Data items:
* * * * * * *

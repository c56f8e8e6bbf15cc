use indexmap::IndexMap;
use log::warn;

use crate::world::{ActionKind, World};

use super::outcome::{NO_REACTION_LINE, Outcome, hint_line};
use super::puzzles::{PuzzleProgress, advance_puzzles};

/// Apply one click: `action` armed, `item_name` clicked. The sole mutating
/// entry point; everything else about the engine is a query.
///
/// Resolution order, exactly one outcome per call:
/// 1. the item must exist in the current scene, else a no-op report;
/// 2. the item's dialogue for the action, else the fixed fallback;
/// 3. a passage item tries to traverse: open target wins outright and
///    skips puzzle checks, a locked target keeps the player here and
///    answers with the scene's hint;
/// 4. otherwise requirements clear, and a finished puzzle's completion
///    text beats whatever step 2 produced.
pub fn apply_interaction(
    world: &mut World,
    current_scene: &mut String,
    progress: &mut IndexMap<String, PuzzleProgress>,
    action: ActionKind,
    item_name: &str,
) -> Outcome {
    let Some(scene) = world.scenes.get(current_scene.as_str()) else {
        warn!("current scene '{current_scene}' is missing from the world");
        return Outcome::UnknownItem {
            item: item_name.to_string(),
        };
    };

    let Some(item) = scene.items.get(item_name) else {
        return Outcome::UnknownItem {
            item: item_name.to_string(),
        };
    };

    let spoken: Option<String> = item.interactions.get(&action).cloned();
    let passage: Option<String> = item.leads_to.clone();
    let scene_hint: String = scene.hint.clone();

    if let Some(target) = passage {
        // Copy the lock state out so the world can be mutated below.
        let target_locked: Option<bool> = world.scenes.get(&target).map(|s| s.locked);

        match target_locked {
            Some(false) => {
                *current_scene = target.clone();
                return Outcome::Entered {
                    scene: target,
                    text: spoken.unwrap_or_else(|| NO_REACTION_LINE.to_string()),
                };
            }
            Some(true) => {
                // No transition, but the click still counts toward puzzles;
                // the passage item itself may be a requirement.
                let completions = advance_puzzles(world, progress, action, item_name);
                if let Some(done) = completions.into_iter().next() {
                    return Outcome::Solved {
                        puzzle: done.puzzle,
                        unlocked: done.unlocked,
                        text: done.text,
                    };
                }
                return Outcome::Blocked {
                    hint: hint_line(&scene_hint).to_string(),
                };
            }
            None => {
                warn!("item '{item_name}' leads to missing scene '{target}'; ignoring the passage");
            }
        }
    }

    let completions = advance_puzzles(world, progress, action, item_name);
    if let Some(done) = completions.into_iter().next() {
        return Outcome::Solved {
            puzzle: done.puzzle,
            unlocked: done.unlocked,
            text: done.text,
        };
    }

    match spoken {
        Some(text) => Outcome::Spoken { text },
        None => Outcome::NoReaction,
    }
}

* * * * * * *

* [What the task asks]
Your reply should consist of a single number, the count of lines in the records above that contain the string "Option".

* [Task answer]
3